- [Task brief]: Transcribe the material from its first line onward, ending with the line that contains "fn from(session: CallSession)" and adding nothing beyond it.

☆ ☆ ☆ ☆ ☆ ☆ ☆

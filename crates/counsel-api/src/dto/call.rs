//! Call DTOs
//!
//! Request and response types for call signaling and settlement endpoints.

use chrono::{DateTime, Utc};
use counsel_core::models::{CallSession, CallStatus, SettlementResult};
use rust_decimal::Decimal;
use serde::{Deserialize, Serialize};
use uuid::Uuid;

/// Call session response
#[derive(Debug, Clone, Serialize, Deserialize)]
pub struct CallSessionResponse {
    pub id: Uuid,
    pub booking_id: i64,
    pub requester_id: i64,
    pub counsellor_id: i64,
    pub status: CallStatus,
    pub requested_at: DateTime<Utc>,
    pub accepted_at: Option<DateTime<Utc>>,
    pub ended_at: Option<DateTime<Utc>>,
    pub completed_at: Option<DateTime<Utc>>,
}

impl From<CallSession> for CallSessionResponse {
    fn from(session: CallSession) -> Self {
        Self {
            id: session.id,
            booking_id: session.booking_id,
            requester_id: session.requester_id,
            counsellor_id: session.counsellor_id,
            status: session.status,
            requested_at: session.requested_at,
            accepted_at: session.accepted_at,
            ended_at: session.ended_at,
            completed_at: session.completed_at,
        }
    }
}

/// End call request
///
/// When the elapsed duration is supplied the booking is settled as well.
#[derive(Debug, Clone, Default, Deserialize)]
pub struct EndCallRequest {
    pub actual_duration_minutes: Option<Decimal>,
}

/// End call response
#[derive(Debug, Clone, Serialize)]
pub struct EndCallResponse {
    pub session: CallSessionResponse,
    #[serde(skip_serializing_if = "Option::is_none")]
    pub settlement: Option<SettlementResult>,
}

/// Settlement request
#[derive(Debug, Clone, Deserialize)]
pub struct SettleRequest {
    /// Minutes actually spent on the call; fractions allowed
    pub actual_duration_minutes: Decimal,
}

#[cfg(test)]
mod tests {
    use super::*;
    use rust_decimal_macros::dec;

    #[test]
    fn test_end_call_request_duration_is_optional() {
        let req: EndCallRequest = serde_json::from_str("{}").unwrap();
        assert!(req.actual_duration_minutes.is_none());

        let req: EndCallRequest =
            serde_json::from_str(r#"{"actual_duration_minutes": 12.5}"#).unwrap();
        assert_eq!(req.actual_duration_minutes, Some(dec!(12.5)));
    }

    #[test]
    fn test_settle_request_accepts_string_decimal() {
        let req: SettleRequest =
            serde_json::from_str(r#"{"actual_duration_minutes": "12"}"#).unwrap();
        assert_eq!(req.actual_duration_minutes, dec!(12));
    }
}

☆ ☆ ☆ ☆ ☆ ☆ ☆

- [Solution to this task]:
filename crates/counsel-api/src/dto/call.rs
//! Call DTOs
//!
//! Request and response types for call signaling and settlement endpoints.

use chrono::{DateTime, Utc};
use counsel_core::models::{CallSession, CallStatus, SettlementResult};
use rust_decimal::Decimal;
use serde::{Deserialize, Serialize};
use uuid::Uuid;

/// Call session response
#[derive(Debug, Clone, Serialize, Deserialize)]
pub struct CallSessionResponse {
    pub id: Uuid,
    pub booking_id: i64,
    pub requester_id: i64,
    pub counsellor_id: i64,
    pub status: CallStatus,
    pub requested_at: DateTime<Utc>,
    pub accepted_at: Option<DateTime<Utc>>,
    pub ended_at: Option<DateTime<Utc>>,
    pub completed_at: Option<DateTime<Utc>>,
}

impl From<CallSession> for CallSessionResponse {
    fn from(session: CallSession) -> Self {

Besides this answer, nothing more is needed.